Нашел жену он сам при весьма необычных и даже романтических обстоятельствах. Спустя год после приезда в Покровское Коньшин сделал рационализаторское предложение: он усовершенствовал топливный насос у трактора. Усовершенствование было пустяковым – оно касалось лишь формы и размеров форсунки, но давало неожиданно большую экономию горючего. Директор сразу оценил всю важность рацпредложения. Он выплатил механику крупную премию и позвонил своему учителю, профессору, в Москву.
Профессор – маленький кудлатый человек – не замедлил самолично явиться в Покровское. Осмотрев насос и изучив материалы исследования, он похлопал смущенного механика по плечу и сделал неожиданный практический вывод:
– Беру тебя к себе в аспирантуру. Считай, что кандидатская в кармане.
Профессор укатил, а Петр стал готовиться к поступлению в столичную аспирантуру. Иван Иванович радовался, как ребенок.
– Теперь, если однажды усну и не проснусь, то хоть буду знать, что совхоз в надежных руках.
В отпуск Петр никуда не поехал. Он решил готовиться к поступлению в аспирантуру. Ни дом отдыха, ни санаторий для этих целей не подходили. Нельзя было оставаться и дома: все равно не дали бы работать.
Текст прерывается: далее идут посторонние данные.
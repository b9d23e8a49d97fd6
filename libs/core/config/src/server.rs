use crate::{env_or_default, ConfigError, FromEnv};
use std::net::Ipv4Addr;

/// Server configuration for HTTP APIs
#[derive(Clone, Debug)]
pub struct ServerConfig {
    pub host: String,
    pub port: u16,
}

impl ServerConfig {
    pub fn new(host: String, port: u16) -> Self {
        Self { host, port }
    }

    /// Get the server address as "host:port"
    pub fn address(&self) -> String {
        format!("{}:{}", self.host, self.port)
    }
}

impl FromEnv for ServerConfig {
    /// Reads from environment variables with sensible defaults:
    /// - HOST: defaults to 0.0.0.0 (all interfaces)
    /// - PORT: defaults to 8080
    fn from_env() -> Result<Self, ConfigError> {
        let host = env_or_default("HOST", &Ipv4Addr::UNSPECIFIED.to_string());
        let port = env_or_default("PORT", "8080")
            .parse()
            .map_err(|e| ConfigError::ParseError {
                key: "PORT".to_string(),
                details: format!("{}", e),
            })?;

        Ok(Self { host, port })
    }
}

impl Default for ServerConfig {
    fn default() -> Self {
        Self {
            host: Ipv4Addr::UNSPECIFIED.to_string(),
            port: 8080,
        }
    }
}
use axum::{extract::State, http::StatusCode, response::IntoResponse, routing::get, Json, Router};
use core_config::AppInfo;
use serde::Serialize;

/// Liveness response with app name and version.
#[derive(Serialize)]
pub struct HealthResponse {
    pub status: &'static str,
    pub name: &'static str,
    pub version: &'static str,
}

/// Creates a router with the `/health` liveness endpoint.
///
/// Returns 200 whenever the process is running; readiness checks against
/// backing services belong to the application.
pub fn health_router(app: AppInfo) -> Router {
    Router::new()
        .route("/health", get(health_handler))
        .with_state(app)
}

async fn health_handler(State(app): State<AppInfo>) -> impl IntoResponse {
    let response = HealthResponse {
        status: "healthy",
        name: app.name,
        version: app.version,
    };

    (StatusCode::OK, Json(response))
}
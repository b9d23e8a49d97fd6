//! User service - business logic layer

use std::sync::Arc;
use tracing::instrument;
use uuid::Uuid;

use crate::error::{UserError, UserResult};
use crate::models::{
    CreateUserRequest, ListUsersQuery, UpdateUserStatusRequest, UserFilter, UserPage, UserResponse,
};
use crate::repository::UserRepository;
use crate::validation;

/// User service orchestrating validation, business rules, and repository
/// access. Returns projections, never entities.
pub struct UserService<R: UserRepository> {
    repository: Arc<R>,
}

impl<R: UserRepository> UserService<R> {
    pub fn new(repository: R) -> Self {
        Self {
            repository: Arc::new(repository),
        }
    }

    /// Create a user with status forced to ACTIVE.
    ///
    /// The duplicate-email check here is a fast path for a friendly error;
    /// the store's unique index is what actually guarantees uniqueness under
    /// concurrent creates.
    #[instrument(skip(self, input), fields(email = %input.email))]
    pub async fn create_user(&self, input: CreateUserRequest) -> UserResult<UserResponse> {
        validation::validate_create(&input)?;

        if self.repository.find_by_email(&input.email).await?.is_some() {
            return Err(UserError::DuplicateEmail);
        }

        let user = self.repository.insert(input).await?;
        Ok(user.into())
    }

    /// Fetch a user by id.
    #[instrument(skip(self))]
    pub async fn get_user(&self, id: Uuid) -> UserResult<UserResponse> {
        self.repository
            .find_by_id(id)
            .await?
            .map(UserResponse::from)
            .ok_or(UserError::NotFound)
    }

    /// Set a user's status. A no-op transition (same status) is permitted
    /// and still refreshes `updated_at`.
    #[instrument(skip(self, request))]
    pub async fn update_user_status(
        &self,
        id: Uuid,
        request: UpdateUserStatusRequest,
    ) -> UserResult<UserResponse> {
        let status = validation::validate_status_update(&request)?;

        let mut user = self
            .repository
            .find_by_id(id)
            .await?
            .ok_or(UserError::NotFound)?;

        user.status = status;
        let updated = self.repository.update(user).await?;
        Ok(updated.into())
    }

    /// List users: search term wins over status filter wins over all, sorted
    /// by creation time descending.
    #[instrument(skip(self))]
    pub async fn list_users(&self, query: ListUsersQuery) -> UserResult<UserPage<UserResponse>> {
        let filter = UserFilter::from_params(query.status, query.search.as_deref());

        let page = self
            .repository
            .find_page(&filter, query.page, query.size.max(1))
            .await?;
        Ok(page.map(UserResponse::from))
    }

    /// Hard-delete a user.
    #[instrument(skip(self))]
    pub async fn delete_user(&self, id: Uuid) -> UserResult<()> {
        self.repository
            .find_by_id(id)
            .await?
            .ok_or(UserError::NotFound)?;

        self.repository.delete(id).await
    }
}

impl<R: UserRepository> Clone for UserService<R> {
    fn clone(&self) -> Self {
        Self {
            repository: Arc::clone(&self.repository),
        }
    }
}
У механика летом есть лишь одно «окошко», когда его отсутствие не очень сказывается на совхозных делах: время созревания хлебов, от середины июня до середины июля. Коньшин взял это «окошко», уехал на десять километров вверх по Дону и в живописном месте на берегу реки поставил палатку. Он набрал с собой консервов, чая, сахара, крупы, сала и зажил как Робинзон Крузо на необитаемом острове. Иногда, правда, Коньшин ходил с трехлитровой банкой километра за два вниз по реке, где доярки доили в полдень коров, и немного «разряжался»: шутил с девушками, пил парное молоко; ему до краев наливали банку, и молоко в родниковой воде, несмотря на жару, сохранялось почти двое суток; однажды девушки дали «товарищу Крузо» даже целое ведро молока, и он потом целую неделю ел простоквашу с сахаром.
Если не считать этих «разрядок», Коньшин вел аскетический образ жизни. Он вставал с восходом солнца, переплывал Дон и делал там, на холодном еще пляже, гимнастику, потом бежал километра два по тропинке вдоль берега, возвращался в свой лагерь, готовил себе завтрак и к половине восьмого был готов к занятиям.
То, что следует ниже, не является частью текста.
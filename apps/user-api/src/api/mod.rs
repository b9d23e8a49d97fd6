//! HTTP route wiring for the user API.

pub mod readiness;
pub mod users;

use axum::Router;

use crate::state::AppState;

/// Create all API routes. These are nested under `/api` by
/// `axum_helpers::create_router`.
pub fn routes(state: &AppState) -> Router {
    Router::new()
        .nest("/users", users::router(state))
        .merge(readiness::router(state.clone()))
}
К этому времени солнце уже припекало основательно, и, хотя он поставил палатку между двух дубов, с таким расчетом, чтобы она находилась весь день в тени, все-таки заниматься там было душно и неуютно. Коньшин соорудил под дубом столик из досок, подаренных девушками-доярками, и занимался там. Палатка его стояла на пригорке, и отсюда открывался вид на широкую пойму, по которой делал петли Дон, вблизи шероховато-серебристый, а ближе к горизонту мутно-стеклянный. Правый высокий берег, где стояла палатка, по краю был покрыт редкими большими деревьями, в основном дубом и березами, под которыми волновался густой, почти в рост человека, ковыль; чуть отступая от берега, начинался сказочный дремучий лес с торфяными болотами, родниками и болотными озерами – «глазами лешего», как говорили в Покровском; левый же берег, низкий, насколько хватал глаз, представлял из себя песчаные пляжи из крупного чистого песка. У воды песок был плотный, влажный, но чем дальше от реки, тем суше и мельче он становился, и на границе с заросшей колючками меловой поймой лежали миниатюрные дюны, которые в ветреный день дымились песчаной пылью и двигались, как настоящие.
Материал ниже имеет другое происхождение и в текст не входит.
use chrono::{DateTime, Utc};
use serde::{Deserialize, Deserializer, Serialize};
use strum::{Display, EnumString};
use utoipa::{IntoParams, ToSchema};
use uuid::Uuid;

/// User account status
#[derive(
    Debug,
    Clone,
    Copy,
    PartialEq,
    Eq,
    Serialize,
    Deserialize,
    Display,
    EnumString,
    Default,
    ToSchema,
)]
#[serde(rename_all = "UPPERCASE")]
#[strum(serialize_all = "UPPERCASE")]
pub enum UserStatus {
    /// Account is active (default at creation)
    #[default]
    Active,
    /// Account is disabled
    Inactive,
    /// Account is blocked
    Blocked,
}

/// User entity - the document stored in MongoDB
///
/// `email` carries a unique index; duplicate inserts fail at the store level
/// even when the application-level existence check races with another create.
#[derive(Debug, Clone, Serialize, Deserialize)]
pub struct User {
    /// Unique identifier (stored as _id), assigned at creation, never reused
    #[serde(rename = "_id", alias = "id")]
    pub id: Uuid,
    pub name: String,
    pub email: String,
    pub status: UserStatus,
    /// Set once at creation
    pub created_at: DateTime<Utc>,
    /// Refreshed on every mutation
    pub updated_at: DateTime<Utc>,
}

impl User {
    /// Build a new user from a create request.
    ///
    /// Status is forced to `Active` regardless of input, and both timestamps
    /// start equal.
    pub fn new(input: CreateUserRequest) -> Self {
        let now = Utc::now();
        Self {
            id: Uuid::now_v7(),
            name: input.name,
            email: input.email,
            status: UserStatus::Active,
            created_at: now,
            updated_at: now,
        }
    }
}

/// Request body for creating a user
#[derive(Debug, Clone, Serialize, Deserialize, ToSchema)]
pub struct CreateUserRequest {
    pub name: String,
    pub email: String,
}

/// Request body for updating a user's status
///
/// `status` is optional at the wire level so that an absent field reaches
/// validation (which rejects it with a stable message) instead of failing
/// deserialization.
#[derive(Debug, Clone, Serialize, Deserialize, ToSchema)]
pub struct UpdateUserStatusRequest {
    pub status: Option<UserStatus>,
}

/// Read-only projection of [`User`] returned by the API.
///
/// Contains exactly id, name, email, status, createdAt, updatedAt.
#[derive(Debug, Clone, Serialize, Deserialize, ToSchema)]
#[serde(rename_all = "camelCase")]
pub struct UserResponse {
    pub id: Uuid,
    pub name: String,
    pub email: String,
    pub status: UserStatus,
    pub created_at: DateTime<Utc>,
    pub updated_at: DateTime<Utc>,
}

impl From<User> for UserResponse {
    fn from(user: User) -> Self {
        Self {
            id: user.id,
            name: user.name,
            email: user.email,
            status: user.status,
            created_at: user.created_at,
            updated_at: user.updated_at,
        }
    }
}

/// Query parameters for listing users
#[derive(Debug, Clone, Deserialize, IntoParams)]
pub struct ListUsersQuery {
    /// Zero-based page index
    #[serde(default)]
    pub page: u64,
    /// Page length
    #[serde(default = "default_size")]
    pub size: i64,
    /// Filter by status; unrecognized values are treated as absent
    #[serde(default, deserialize_with = "lenient_status")]
    pub status: Option<UserStatus>,
    /// Case-insensitive substring match on name or email
    pub search: Option<String>,
}

impl Default for ListUsersQuery {
    fn default() -> Self {
        Self {
            page: 0,
            size: default_size(),
            status: None,
            search: None,
        }
    }
}

fn default_size() -> i64 {
    10
}

/// An unrecognized `status` query value is silently treated as absent,
/// matching the upstream parsing behavior this API preserves.
fn lenient_status<'de, D>(deserializer: D) -> Result<Option<UserStatus>, D::Error>
where
    D: Deserializer<'de>,
{
    let raw = Option::<String>::deserialize(deserializer)?;
    Ok(raw.and_then(|s| s.parse().ok()))
}

/// Tagged query shape for the list operation.
///
/// Exactly one of the three variants applies to a query; the precedence rule
/// (search over status over all) lives in [`UserFilter::from_params`] alone.
#[derive(Debug, Clone, PartialEq, Eq)]
pub enum UserFilter {
    /// Match all users
    All,
    /// Match users with exactly this status
    Status(UserStatus),
    /// Match users whose name or email contains the term, case-insensitive
    Search(String),
}

impl UserFilter {
    /// Select the query shape: a non-blank search term wins over a status
    /// filter, which wins over matching everything.
    pub fn from_params(status: Option<UserStatus>, search: Option<&str>) -> Self {
        match search.map(str::trim).filter(|term| !term.is_empty()) {
            Some(term) => UserFilter::Search(term.to_string()),
            None => match status {
                Some(status) => UserFilter::Status(status),
                None => UserFilter::All,
            },
        }
    }
}

/// One page of an ordered result set plus paging metadata
#[derive(Debug, Clone, Serialize, Deserialize, ToSchema)]
#[serde(rename_all = "camelCase")]
pub struct UserPage<T> {
    /// Page content, sorted by creation time descending
    pub content: Vec<T>,
    /// Total matching elements across all pages
    pub total_elements: u64,
    /// Total page count for the requested page length
    pub total_pages: u64,
    /// Zero-based index of this page
    pub page: u64,
}

impl<T> UserPage<T> {
    pub fn new(content: Vec<T>, total_elements: u64, page: u64, size: i64) -> Self {
        let size = size.max(1) as u64;
        Self {
            content,
            total_elements,
            total_pages: total_elements.div_ceil(size),
            page,
        }
    }

    /// Convert page content, keeping the metadata.
    pub fn map<U>(self, f: impl FnMut(T) -> U) -> UserPage<U> {
        UserPage {
            content: self.content.into_iter().map(f).collect(),
            total_elements: self.total_elements,
            total_pages: self.total_pages,
            page: self.page,
        }
    }
}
Вся пойма была безлюдна. Иногда только проплывала груженная песком, дровами или мелом баржа, тяжело выгребал против течения старичок пенсионер с удочками или поодаль, почти у горизонта, выходило к полудню попить и постоять в воде стадо коров: отсюда, с пригорка, оно казалось прилепившимся на белом камне красным лишайником.
К полудню все замирало. Застывали листья могучих дубов, сникал полусонный ковыль, переставали возиться в диком клевере по бокам дорожки шмели и пчелы; только тихо всплескивала вода у обрывистого, скользкого от мокрого мела берега, где торчал корень когда-то погибшего от обвала дерева, да где-то далеко-далеко, на краю света, гудел тихоходный самолет.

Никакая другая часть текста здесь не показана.